When you’re able to exercise bladder control — or, let’s be frank, hold in your pee — you wouldn’t think to thank your brain. And yet, it’s your brain that makes it so your pelvic muscles contract in the first place.

Or at least that’s what researchers from the University of Southern California discovered when initially setting out to study the source of chronic abdominal and pelvic floor pain. “We knew that pelvic floor muscles contract involuntarily in healthy people to make sure they don’t accidently urinate, but we didn’t know what part of the nervous system was doing this,” Jason Kutch, corresponding study author and an assistant professor in the Division of Biokinesiology & Physical Therapy at the USC Ostrow School of Dentistry, said in a press release. “Now we know that there are specific brain regions controlling involuntary pelvic floor contraction.”
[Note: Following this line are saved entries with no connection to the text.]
//! Full live stream session against a simulated camera
//!
//! Run with `RUST_LOG=debug` to see the protocol exchange.

use std::time::Duration;

use anyhow::Context;
use bytes::Bytes;
use djilive::{Device, DeviceModel, LoopbackPeer, LoopbackTransport, SessionState, StreamParams};
use djilive_core::{
    constants::{gatt, payloads, telemetry},
    Frame, Request,
};
use tokio::sync::mpsc;
use tracing_subscriber::EnvFilter;

const PERIPHERAL: &str = "osmo-action-4";

/// Answer every request like a camera that is already paired
async fn camera(mut peer: LoopbackPeer) -> anyhow::Result<()> {
    while let Some((_, data)) = peer.next_write().await {
        let frame = Frame::decode(&data).context("camera received a malformed frame")?;
        let Some(request) = Request::ALL.into_iter().find(|r| r.is_answered_by(&frame)) else {
            continue;
        };

        let payload: &[u8] = match request {
            Request::Pair => &payloads::ALREADY_PAIRED,
            _ => &[0x00],
        };
        let response = request.frame(Bytes::copy_from_slice(payload)).encode()?;
        peer.notify(gatt::NOTIFY_CHARACTERISTIC, response.freeze());

        if request == Request::StartStreaming {
            let mut status = vec![0u8; 24];
            status[telemetry::BATTERY_OFFSET] = 81;
            let status = Frame::new(0x0000, 0x0000, telemetry::BATTERY_TYPE, status).encode()?;
            peer.notify(gatt::NOTIFY_CHARACTERISTIC, status.freeze());
        }
    }
    Ok(())
}

#[tokio::main]
async fn main() -> anyhow::Result<()> {
    tracing_subscriber::fmt()
        .with_env_filter(EnvFilter::from_default_env())
        .init();

    let (transport, peer) = LoopbackTransport::pair();
    let (state_tx, mut states) = mpsc::unbounded_channel();

    let device = Device::builder(PERIPHERAL, DeviceModel::OsmoAction4)
        .on_state_change(move |state| {
            let _ = state_tx.send(state);
        })
        .spawn(transport)?;

    let params = StreamParams::new("Home", "secret123", "rtmp://example.com/live");
    println!("Starting stream with {:?}", params);
    device.start_stream(params)?;

    let mut peer = Some(peer);
    while let Some(state) = states.recv().await {
        println!("State: {}", state);
        match state {
            SessionState::Discovering => {
                if let Some(peer) = &peer {
                    peer.advertise(PERIPHERAL, Some(Bytes::from_static(&[0xAA, 0x08, 0x14, 0x00])));
                }
            }
            SessionState::Connecting => {
                if let Some(peer) = peer.take() {
                    peer.notify(gatt::NOTIFY_CHARACTERISTIC, vec![0x00]);
                    tokio::spawn(camera(peer));
                }
            }
            SessionState::Streaming => {
                tokio::time::sleep(Duration::from_millis(100)).await;
                println!("Battery: {:?}%", device.battery_percentage());
                device.stop_stream()?;
            }
            SessionState::Idle => break,
            _ => {}
        }
    }

    device.shutdown().await;
    println!("Done!");
    Ok(())
}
Kutch, in addition to researchers from USC and the Loma Linda University Medical Center in Loma Linda, Calif., established this connection when using electromyographic recordings (EMG) to extend and demonstrate existing research that showed pelvic floor muscles work in tandem with a variety of other muscles. Think of when you squeeze your glute muscles to hold in your pee; these would be the two different muscle groups that work together. As defined by John Hopkins Medicine, an EMG simply means a way to “measure muscle response or electrical activity in response to a nerve’s stimulation of the muscle.”

Then, with the help a functional MRI, researchers took it a step further to pinpoint the specific part of the brain that activates these muscles at the same time. It’s known as the medial wall of the precentral gyrus, or the part of the primary motor cortex which helps with planning and executing certain movements. “We hope that this vein of research will help us to find the causes of chronic pelvic floor pain, which disproportionately affect women, and may even yield information that could help people struggling with incontinence,” Kutch said.

Bladder control is a mild way of putting urinary incontinence. According to the National Institute of Aging as part of the National Institutes of Health, long-term bladder problems “may be due to weak bladder muscles, overactive bladder muscles, damage to nerves that control the bladder, blockage from an enlarged prostate, and diseases such as arthritis.” It’s not something that can be diagnosed, and properly treated, without seeing a doctor. It’s also not something that has to be permanent. Pelvic muscle exercises, like kegels, urinating on a set schedule, and lifestyle changes, like losing weight and cutting back on caffeine, are all solutions to consider.